**LISTED RECORDS**
_ _ _

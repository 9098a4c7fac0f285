//! Keyed pool of exclusively locked mailbox sessions.
//!
//! One [`PooledConnection`] exists per source identity. It is created on the
//! first [`ConnectionPool::connect_and_lock`] for that identity and reused by
//! every later cycle. Holding a [`PooledSession`] means holding the
//! connection's lock; the lock is released when the handle is dropped, so
//! every exit path of the caller (including unwinding and cancelled futures)
//! gives the connection back.

use std::collections::HashMap;
use std::fmt;
use std::sync::{Arc, Mutex};

use async_trait::async_trait;
use tokio::sync::{mpsc, Mutex as AsyncMutex, OwnedMutexGuard};
use tracing::{debug, info, warn};

use crate::config::SourceConfig;

use super::client::ImapConnector;
use super::error::{EmailError, Result};
use super::session::{Connector, MailSession, RawMessage};

/// Identity a connection is pooled under.
#[derive(Debug, Clone, PartialEq, Eq, Hash)]
pub struct SourceKey {
    pub host: String,
    pub port: u16,
    pub username: String,
}

impl From<&SourceConfig> for SourceKey {
    fn from(source: &SourceConfig) -> Self {
        Self {
            host: source.host.clone(),
            port: source.port,
            username: source.username.clone(),
        }
    }
}

impl fmt::Display for SourceKey {
    fn fmt(&self, f: &mut fmt::Formatter<'_>) -> fmt::Result {
        write!(f, "{}@{}:{}", self.username, self.host, self.port)
    }
}

/// A session slot bound to one source.
pub struct PooledConnection {
    key: SourceKey,
    session: Option<Box<dyn MailSession>>,
    /// Set while a command runs; still set on the next lock means the
    /// previous holder was dropped mid-command and the session is unusable.
    in_flight: bool,
}

impl PooledConnection {
    fn new(key: SourceKey) -> Self {
        Self {
            key,
            session: None,
            in_flight: false,
        }
    }

    fn session(&mut self) -> Result<&mut Box<dyn MailSession>> {
        self.session
            .as_mut()
            .ok_or_else(|| EmailError::ConnectionFailed("Not connected".to_string()))
    }
}

pub struct ConnectionPool {
    connector: Arc<dyn Connector>,
    connections: Mutex<HashMap<SourceKey, Arc<AsyncMutex<PooledConnection>>>>,
}

impl ConnectionPool {
    pub fn new(connector: Arc<dyn Connector>) -> Self {
        Self {
            connector,
            connections: Mutex::new(HashMap::new()),
        }
    }

    /// Pool opening real IMAP-over-TLS sessions.
    pub fn imap() -> Self {
        Self::new(Arc::new(ImapConnector::new()))
    }

    /// Locks the connection for `source`, connecting or reconnecting first
    /// if needed.
    ///
    /// Waits while another holder has the same source locked. Sources with
    /// different identities never wait on each other.
    pub async fn connect_and_lock(&self, source: &SourceConfig) -> Result<PooledSession> {
        let slot = self.slot(source);

        let mut guard = slot.lock_owned().await;
        debug!("Acquired connection lock for {}", guard.key);

        // On error the guard drops here and the lock is released.
        self.ensure_connected(&mut guard, source).await?;

        Ok(PooledSession { guard })
    }

    /// Number of source identities seen so far.
    pub fn len(&self) -> usize {
        self.lock_index().len()
    }

    pub fn is_empty(&self) -> bool {
        self.len() == 0
    }

    fn slot(&self, source: &SourceConfig) -> Arc<AsyncMutex<PooledConnection>> {
        let key = SourceKey::from(source);
        let mut connections = self.lock_index();
        Arc::clone(
            connections
                .entry(key.clone())
                .or_insert_with(|| Arc::new(AsyncMutex::new(PooledConnection::new(key)))),
        )
    }

    fn lock_index(
        &self,
    ) -> std::sync::MutexGuard<'_, HashMap<SourceKey, Arc<AsyncMutex<PooledConnection>>>> {
        // The index is only touched by short, non-panicking critical sections.
        self.connections
            .lock()
            .unwrap_or_else(|poisoned| poisoned.into_inner())
    }

    async fn ensure_connected(
        &self,
        conn: &mut PooledConnection,
        source: &SourceConfig,
    ) -> Result<()> {
        if conn.in_flight {
            warn!(
                "Connection for {} was abandoned mid-command, reconnecting",
                conn.key
            );
            conn.session = None;
            conn.in_flight = false;
        }

        if let Some(session) = conn.session.as_mut() {
            match session.noop().await {
                Ok(()) => return Ok(()),
                Err(e) => {
                    warn!("Connection for {} is stale ({}), reconnecting", conn.key, e);
                    conn.session = None;
                }
            }
        }

        info!("Opening connection for {}", conn.key);
        let session = self.connector.connect(source).await?;
        conn.session = Some(session);
        Ok(())
    }
}

impl fmt::Debug for ConnectionPool {
    fn fmt(&self, f: &mut fmt::Formatter<'_>) -> fmt::Result {
        f.debug_struct("ConnectionPool")
            .field("sources", &self.len())
            .finish()
    }
}

/// Exclusive handle to a pooled, connected session.
pub struct PooledSession {
    guard: OwnedMutexGuard<PooledConnection>,
}

impl PooledSession {
    pub fn source_key(&self) -> &SourceKey {
        &self.guard.key
    }

    /// Releases the lock. Dropping the handle does the same.
    pub fn unlock(self) {}
}

impl Drop for PooledSession {
    fn drop(&mut self) {
        debug!("Released connection lock for {}", self.guard.key);
    }
}

#[async_trait]
impl MailSession for PooledSession {
    async fn select(&mut self, directory: &str) -> Result<()> {
        let conn = &mut *self.guard;
        conn.in_flight = true;
        let result = conn.session()?.select(directory).await;
        conn.in_flight = false;
        result
    }

    async fn search_unseen(&mut self) -> Result<Vec<u32>> {
        let conn = &mut *self.guard;
        conn.in_flight = true;
        let result = conn.session()?.search_unseen().await;
        conn.in_flight = false;
        result
    }

    async fn fetch(&mut self, ids: &[u32], sink: mpsc::Sender<RawMessage>) -> Result<()> {
        let conn = &mut *self.guard;
        conn.in_flight = true;
        let result = conn.session()?.fetch(ids, sink).await;
        conn.in_flight = false;
        result
    }

    async fn noop(&mut self) -> Result<()> {
        let conn = &mut *self.guard;
        conn.in_flight = true;
        let result = conn.session()?.noop().await;
        conn.in_flight = false;
        result
    }

    async fn logout(&mut self) -> Result<()> {
        let conn = &mut *self.guard;
        match conn.session.take() {
            Some(mut session) => session.logout().await,
            None => Ok(()),
        }
    }
}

_ _ _

**EXERCISE REQUIREMENTS**
With nothing left out, copy the data above exactly.

**OUTPUT**
repository 9098a4c7fac0f285
//! Keyed pool of exclusively locked mailbox sessions.
//!
//! One [`PooledConnection`] exists per source identity. It is created on the
//! first [`ConnectionPool::connect_and_lock`] for that identity and reused by
//! every later cycle. Holding a [`PooledSession`] means holding the
//! connection's lock; the lock is released when the handle is dropped, so
//! every exit path of the caller (including unwinding and cancelled futures)
//! gives the connection back.

use std::collections::HashMap;
use std::fmt;
use std::sync::{Arc, Mutex};

use async_trait::async_trait;
use tokio::sync::{mpsc, Mutex as AsyncMutex, OwnedMutexGuard};
use tracing::{debug, info, warn};

use crate::config::SourceConfig;

use super::client::ImapConnector;
use super::error::{EmailError, Result};
use super::session::{Connector, MailSession, RawMessage};

/// Identity a connection is pooled under.
#[derive(Debug, Clone, PartialEq, Eq, Hash)]
pub struct SourceKey {
    pub host: String,
    pub port: u16,
    pub username: String,
}

impl From<&SourceConfig> for SourceKey {
    fn from(source: &SourceConfig) -> Self {
        Self {
            host: source.host.clone(),
            port: source.port,
            username: source.username.clone(),
        }
    }
}

impl fmt::Display for SourceKey {
    fn fmt(&self, f: &mut fmt::Formatter<'_>) -> fmt::Result {
        write!(f, "{}@{}:{}", self.username, self.host, self.port)
    }
}

/// A session slot bound to one source.
pub struct PooledConnection {
    key: SourceKey,
    session: Option<Box<dyn MailSession>>,
    /// Set while a command runs; still set on the next lock means the
    /// previous holder was dropped mid-command and the session is unusable.
    in_flight: bool,
}

impl PooledConnection {
    fn new(key: SourceKey) -> Self {
        Self {
            key,
            session: None,
            in_flight: false,
        }
    }

    fn session(&mut self) -> Result<&mut Box<dyn MailSession>> {
        self.session
            .as_mut()
            .ok_or_else(|| EmailError::ConnectionFailed("Not connected".to_string()))
    }
}

pub struct ConnectionPool {
    connector: Arc<dyn Connector>,
    connections: Mutex<HashMap<SourceKey, Arc<AsyncMutex<PooledConnection>>>>,
}

impl ConnectionPool {
    pub fn new(connector: Arc<dyn Connector>) -> Self {
        Self {
            connector,
            connections: Mutex::new(HashMap::new()),
        }
    }

    /// Pool opening real IMAP-over-TLS sessions.
    pub fn imap() -> Self {
        Self::new(Arc::new(ImapConnector::new()))
    }

    /// Locks the connection for `source`, connecting or reconnecting first
    /// if needed.
    ///
    /// Waits while another holder has the same source locked. Sources with
    /// different identities never wait on each other.
    pub async fn connect_and_lock(&self, source: &SourceConfig) -> Result<PooledSession> {
        let slot = self.slot(source);

        let mut guard = slot.lock_owned().await;
        debug!("Acquired connection lock for {}", guard.key);

        // On error the guard drops here and the lock is released.
        self.ensure_connected(&mut guard, source).await?;

        Ok(PooledSession { guard })
    }

    /// Number of source identities seen so far.
    pub fn len(&self) -> usize {
        self.lock_index().len()
    }

    pub fn is_empty(&self) -> bool {
        self.len() == 0
    }

    fn slot(&self, source: &SourceConfig) -> Arc<AsyncMutex<PooledConnection>> {
        let key = SourceKey::from(source);
        let mut connections = self.lock_index();
        Arc::clone(
            connections
                .entry(key.clone())
                .or_insert_with(|| Arc::new(AsyncMutex::new(PooledConnection::new(key)))),
        )
    }

    fn lock_index(
        &self,
    ) -> std::sync::MutexGuard<'_, HashMap<SourceKey, Arc<AsyncMutex<PooledConnection>>>> {
        // The index is only touched by short, non-panicking critical sections.
        self.connections
            .lock()
            .unwrap_or_else(|poisoned| poisoned.into_inner())
    }

    async fn ensure_connected(
        &self,
        conn: &mut PooledConnection,
        source: &SourceConfig,
    ) -> Result<()> {
        if conn.in_flight {
            warn!(
                "Connection for {} was abandoned mid-command, reconnecting",
                conn.key
            );
            conn.session = None;
            conn.in_flight = false;
        }

        if let Some(session) = conn.session.as_mut() {
            match session.noop().await {
                Ok(()) => return Ok(()),
                Err(e) => {
                    warn!("Connection for {} is stale ({}), reconnecting", conn.key, e);
                    conn.session = None;
                }
            }
        }

        info!("Opening connection for {}", conn.key);
        let session = self.connector.connect(source).await?;
        conn.session = Some(session);
        Ok(())
    }
}

impl fmt::Debug for ConnectionPool {
    fn fmt(&self, f: &mut fmt::Formatter<'_>) -> fmt::Result {
        f.debug_struct("ConnectionPool")
            .field("sources", &self.len())
            .finish()
    }
}

/// Exclusive handle to a pooled, connected session.
pub struct PooledSession {
    guard: OwnedMutexGuard<PooledConnection>,
}

impl PooledSession {
    pub fn source_key(&self) -> &SourceKey {
        &self.guard.key
    }

    /// Releases the lock. Dropping the handle does the same.
    pub fn unlock(self) {}
}

impl Drop for PooledSession {
    fn drop(&mut self) {
        debug!("Released connection lock for {}", self.guard.key);
    }
}

#[async_trait]
impl MailSession for PooledSession {
    async fn select(&mut self, directory: &str) -> Result<()> {
        let conn = &mut *self.guard;
        conn.in_flight = true;
        let result = conn.session()?.select(directory).await;
        conn.in_flight = false;
        result
    }

    async fn search_unseen(&mut self) -> Result<Vec<u32>> {
        let conn = &mut *self.guard;
        conn.in_flight = true;
        let result = conn.session()?.search_unseen().await;
        conn.in_flight = false;
        result
    }

    async fn fetch(&mut self, ids: &[u32], sink: mpsc::Sender<RawMessage>) -> Result<()> {
        let conn = &mut *self.guard;
        conn.in_flight = true;
        let result = conn.session()?.fetch(ids, sink).await;
        conn.in_flight = false;
        result
    }

    async fn noop(&mut self) -> Result<()> {
        let conn = &mut *self.guard;
        conn.in_flight = true;
        let result = conn.session()?.noop().await;
        conn.in_flight = false;
        result
    }

    async fn logout(&mut self) -> Result<()> {
        let conn = &mut *self.guard;
        match conn.session.take() {
            Some(mut session) => session.logout().await,
            None => Ok(()),
        }
    }
}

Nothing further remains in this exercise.